━━━━━ Record set
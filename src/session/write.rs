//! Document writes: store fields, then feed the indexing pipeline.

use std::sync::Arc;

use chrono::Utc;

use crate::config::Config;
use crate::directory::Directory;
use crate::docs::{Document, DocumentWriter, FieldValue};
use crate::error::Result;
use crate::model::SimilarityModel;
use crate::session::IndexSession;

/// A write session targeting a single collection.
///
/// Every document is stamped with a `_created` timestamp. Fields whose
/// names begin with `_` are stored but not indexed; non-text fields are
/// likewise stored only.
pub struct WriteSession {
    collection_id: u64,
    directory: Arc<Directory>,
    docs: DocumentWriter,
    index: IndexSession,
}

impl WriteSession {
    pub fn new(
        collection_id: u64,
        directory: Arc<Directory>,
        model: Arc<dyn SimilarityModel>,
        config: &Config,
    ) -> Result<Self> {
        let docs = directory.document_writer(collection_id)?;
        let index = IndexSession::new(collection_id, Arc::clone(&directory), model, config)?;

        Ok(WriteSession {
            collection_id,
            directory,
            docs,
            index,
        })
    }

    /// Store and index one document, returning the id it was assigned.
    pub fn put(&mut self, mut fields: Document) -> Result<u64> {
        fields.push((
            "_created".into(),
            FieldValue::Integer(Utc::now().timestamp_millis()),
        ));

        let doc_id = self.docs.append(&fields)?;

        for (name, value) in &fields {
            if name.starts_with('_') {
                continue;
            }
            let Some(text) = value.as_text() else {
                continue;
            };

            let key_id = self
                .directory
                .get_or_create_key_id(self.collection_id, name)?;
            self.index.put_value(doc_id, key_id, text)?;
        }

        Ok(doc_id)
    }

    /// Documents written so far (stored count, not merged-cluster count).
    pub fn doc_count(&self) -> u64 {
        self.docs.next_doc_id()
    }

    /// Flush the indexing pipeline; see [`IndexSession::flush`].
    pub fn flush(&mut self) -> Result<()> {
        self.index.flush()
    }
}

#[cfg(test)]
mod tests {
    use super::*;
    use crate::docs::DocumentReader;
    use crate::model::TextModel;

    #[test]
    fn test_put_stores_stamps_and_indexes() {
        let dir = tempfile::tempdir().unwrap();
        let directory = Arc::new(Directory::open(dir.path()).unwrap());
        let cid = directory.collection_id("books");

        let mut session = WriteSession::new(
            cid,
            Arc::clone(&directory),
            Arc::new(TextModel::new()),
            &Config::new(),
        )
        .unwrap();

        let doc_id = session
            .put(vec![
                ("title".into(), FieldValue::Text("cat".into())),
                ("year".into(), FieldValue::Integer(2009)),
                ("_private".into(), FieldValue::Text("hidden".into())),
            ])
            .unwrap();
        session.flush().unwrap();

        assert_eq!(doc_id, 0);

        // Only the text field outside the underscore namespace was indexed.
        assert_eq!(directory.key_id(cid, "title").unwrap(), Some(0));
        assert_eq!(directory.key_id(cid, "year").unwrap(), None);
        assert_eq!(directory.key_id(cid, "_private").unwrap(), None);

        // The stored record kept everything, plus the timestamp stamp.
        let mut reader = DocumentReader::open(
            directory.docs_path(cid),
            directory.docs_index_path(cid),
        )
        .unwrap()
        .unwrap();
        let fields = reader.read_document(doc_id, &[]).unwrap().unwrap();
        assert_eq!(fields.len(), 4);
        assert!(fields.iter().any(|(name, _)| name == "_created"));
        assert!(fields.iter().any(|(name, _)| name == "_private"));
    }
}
━━━━━━━━━━
━━━━━ Record set
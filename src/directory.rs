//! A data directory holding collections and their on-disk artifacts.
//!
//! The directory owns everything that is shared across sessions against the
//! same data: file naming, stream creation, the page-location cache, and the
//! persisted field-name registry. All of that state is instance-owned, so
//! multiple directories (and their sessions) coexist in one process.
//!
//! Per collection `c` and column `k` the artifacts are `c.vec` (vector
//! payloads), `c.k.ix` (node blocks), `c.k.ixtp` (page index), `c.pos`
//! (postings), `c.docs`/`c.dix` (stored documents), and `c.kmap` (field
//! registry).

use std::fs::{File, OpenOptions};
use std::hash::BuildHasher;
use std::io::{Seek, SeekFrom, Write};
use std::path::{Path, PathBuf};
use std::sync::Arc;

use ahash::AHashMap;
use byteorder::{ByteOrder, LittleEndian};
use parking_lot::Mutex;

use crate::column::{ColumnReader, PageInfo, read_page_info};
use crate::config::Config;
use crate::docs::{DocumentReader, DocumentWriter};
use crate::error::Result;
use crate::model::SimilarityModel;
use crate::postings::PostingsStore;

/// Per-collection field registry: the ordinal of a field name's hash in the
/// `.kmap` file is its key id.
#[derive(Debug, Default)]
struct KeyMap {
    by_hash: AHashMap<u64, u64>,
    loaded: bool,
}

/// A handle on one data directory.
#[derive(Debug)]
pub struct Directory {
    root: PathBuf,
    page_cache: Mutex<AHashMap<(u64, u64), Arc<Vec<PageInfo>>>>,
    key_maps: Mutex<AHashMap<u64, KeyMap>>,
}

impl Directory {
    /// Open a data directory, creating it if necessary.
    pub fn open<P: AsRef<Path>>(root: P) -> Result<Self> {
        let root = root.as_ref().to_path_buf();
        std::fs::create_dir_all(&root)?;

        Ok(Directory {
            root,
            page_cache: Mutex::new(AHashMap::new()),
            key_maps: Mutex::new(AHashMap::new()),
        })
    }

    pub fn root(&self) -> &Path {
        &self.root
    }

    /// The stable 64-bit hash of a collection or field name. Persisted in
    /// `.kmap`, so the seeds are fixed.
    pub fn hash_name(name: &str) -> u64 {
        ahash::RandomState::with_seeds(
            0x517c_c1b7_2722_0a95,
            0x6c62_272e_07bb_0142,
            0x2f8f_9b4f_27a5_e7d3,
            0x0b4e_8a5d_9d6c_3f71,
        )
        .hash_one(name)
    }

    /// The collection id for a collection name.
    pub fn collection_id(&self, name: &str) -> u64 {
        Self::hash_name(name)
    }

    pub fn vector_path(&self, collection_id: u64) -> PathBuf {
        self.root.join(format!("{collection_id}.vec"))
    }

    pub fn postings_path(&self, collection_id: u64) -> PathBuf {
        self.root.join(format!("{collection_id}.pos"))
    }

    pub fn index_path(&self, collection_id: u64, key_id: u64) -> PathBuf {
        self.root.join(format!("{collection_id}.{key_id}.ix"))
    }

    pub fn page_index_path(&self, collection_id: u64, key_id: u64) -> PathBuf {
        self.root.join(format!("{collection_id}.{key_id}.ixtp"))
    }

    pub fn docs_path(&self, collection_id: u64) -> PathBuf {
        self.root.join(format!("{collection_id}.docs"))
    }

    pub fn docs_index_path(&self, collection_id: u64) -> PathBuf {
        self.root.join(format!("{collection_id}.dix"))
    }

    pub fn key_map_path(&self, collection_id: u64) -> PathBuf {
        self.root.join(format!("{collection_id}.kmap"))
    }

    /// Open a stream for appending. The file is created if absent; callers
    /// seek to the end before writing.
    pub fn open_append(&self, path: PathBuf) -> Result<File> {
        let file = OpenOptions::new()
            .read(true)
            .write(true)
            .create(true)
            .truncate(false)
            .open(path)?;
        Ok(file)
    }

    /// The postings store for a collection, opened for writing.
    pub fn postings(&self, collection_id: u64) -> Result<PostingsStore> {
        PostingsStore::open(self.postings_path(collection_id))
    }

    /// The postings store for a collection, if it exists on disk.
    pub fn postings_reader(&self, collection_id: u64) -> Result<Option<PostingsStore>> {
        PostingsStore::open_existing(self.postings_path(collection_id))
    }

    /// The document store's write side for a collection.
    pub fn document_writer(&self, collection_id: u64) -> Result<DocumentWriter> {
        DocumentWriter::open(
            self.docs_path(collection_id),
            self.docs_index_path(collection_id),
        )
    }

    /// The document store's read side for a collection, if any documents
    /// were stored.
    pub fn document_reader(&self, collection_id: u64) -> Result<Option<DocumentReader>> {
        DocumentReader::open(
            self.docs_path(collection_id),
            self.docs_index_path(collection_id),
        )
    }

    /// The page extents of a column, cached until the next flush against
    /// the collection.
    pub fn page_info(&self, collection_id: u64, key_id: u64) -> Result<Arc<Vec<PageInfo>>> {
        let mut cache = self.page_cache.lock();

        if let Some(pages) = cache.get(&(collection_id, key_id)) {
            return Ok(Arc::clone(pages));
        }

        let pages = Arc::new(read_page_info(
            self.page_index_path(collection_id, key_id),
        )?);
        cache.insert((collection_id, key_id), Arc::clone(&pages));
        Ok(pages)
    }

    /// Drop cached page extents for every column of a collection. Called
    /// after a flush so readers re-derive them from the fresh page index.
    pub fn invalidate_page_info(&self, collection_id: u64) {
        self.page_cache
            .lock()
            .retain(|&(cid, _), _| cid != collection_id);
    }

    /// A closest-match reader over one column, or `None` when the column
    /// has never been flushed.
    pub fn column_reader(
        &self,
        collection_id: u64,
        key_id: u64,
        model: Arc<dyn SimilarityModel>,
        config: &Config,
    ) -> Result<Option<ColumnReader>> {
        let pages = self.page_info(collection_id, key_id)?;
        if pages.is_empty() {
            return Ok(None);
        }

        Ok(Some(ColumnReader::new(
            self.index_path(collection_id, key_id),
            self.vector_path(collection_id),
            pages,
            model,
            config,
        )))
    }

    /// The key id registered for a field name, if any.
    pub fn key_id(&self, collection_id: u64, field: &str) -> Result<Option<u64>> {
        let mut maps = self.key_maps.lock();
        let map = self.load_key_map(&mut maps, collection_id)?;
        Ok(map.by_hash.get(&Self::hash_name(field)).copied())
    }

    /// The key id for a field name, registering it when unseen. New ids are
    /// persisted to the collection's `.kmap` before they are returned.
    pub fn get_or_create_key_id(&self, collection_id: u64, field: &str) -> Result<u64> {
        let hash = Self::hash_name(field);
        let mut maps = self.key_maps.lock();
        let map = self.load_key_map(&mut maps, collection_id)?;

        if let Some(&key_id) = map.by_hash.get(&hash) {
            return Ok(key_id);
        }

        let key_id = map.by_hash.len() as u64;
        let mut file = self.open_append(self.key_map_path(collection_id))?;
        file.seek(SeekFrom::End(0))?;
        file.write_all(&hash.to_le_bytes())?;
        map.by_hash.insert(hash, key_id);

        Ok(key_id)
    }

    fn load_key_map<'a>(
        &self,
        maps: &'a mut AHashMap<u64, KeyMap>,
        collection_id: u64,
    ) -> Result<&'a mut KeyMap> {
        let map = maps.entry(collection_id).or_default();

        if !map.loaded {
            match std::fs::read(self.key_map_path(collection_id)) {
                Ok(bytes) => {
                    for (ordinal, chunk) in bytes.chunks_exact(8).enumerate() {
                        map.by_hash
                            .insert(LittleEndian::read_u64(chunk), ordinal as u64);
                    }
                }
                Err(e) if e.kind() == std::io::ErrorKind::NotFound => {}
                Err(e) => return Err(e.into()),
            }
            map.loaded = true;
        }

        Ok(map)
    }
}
━━━━━━━━━━
* Task brief: Which lines above run from the one containing "filename src/session/write.rs" down to the one containing "for (name, value)"? Repeat exactly those, both ends included, and nothing else.

* Response:
filename src/session/write.rs
//! Document writes: store fields, then feed the indexing pipeline.

use std::sync::Arc;

use chrono::Utc;

use crate::config::Config;
use crate::directory::Directory;
use crate::docs::{Document, DocumentWriter, FieldValue};
use crate::error::Result;
use crate::model::SimilarityModel;
use crate::session::IndexSession;

/// A write session targeting a single collection.
///
/// Every document is stamped with a `_created` timestamp. Fields whose
/// names begin with `_` are stored but not indexed; non-text fields are
/// likewise stored only.
pub struct WriteSession {
    collection_id: u64,
    directory: Arc<Directory>,
    docs: DocumentWriter,
    index: IndexSession,
}

impl WriteSession {
    pub fn new(
        collection_id: u64,
        directory: Arc<Directory>,
        model: Arc<dyn SimilarityModel>,
        config: &Config,
    ) -> Result<Self> {
        let docs = directory.document_writer(collection_id)?;
        let index = IndexSession::new(collection_id, Arc::clone(&directory), model, config)?;

        Ok(WriteSession {
            collection_id,
            directory,
            docs,
            index,
        })
    }

    /// Store and index one document, returning the id it was assigned.
    pub fn put(&mut self, mut fields: Document) -> Result<u64> {
        fields.push((
            "_created".into(),
            FieldValue::Integer(Utc::now().timestamp_millis()),
        ));

        let doc_id = self.docs.append(&fields)?;

        for (name, value) in &fields {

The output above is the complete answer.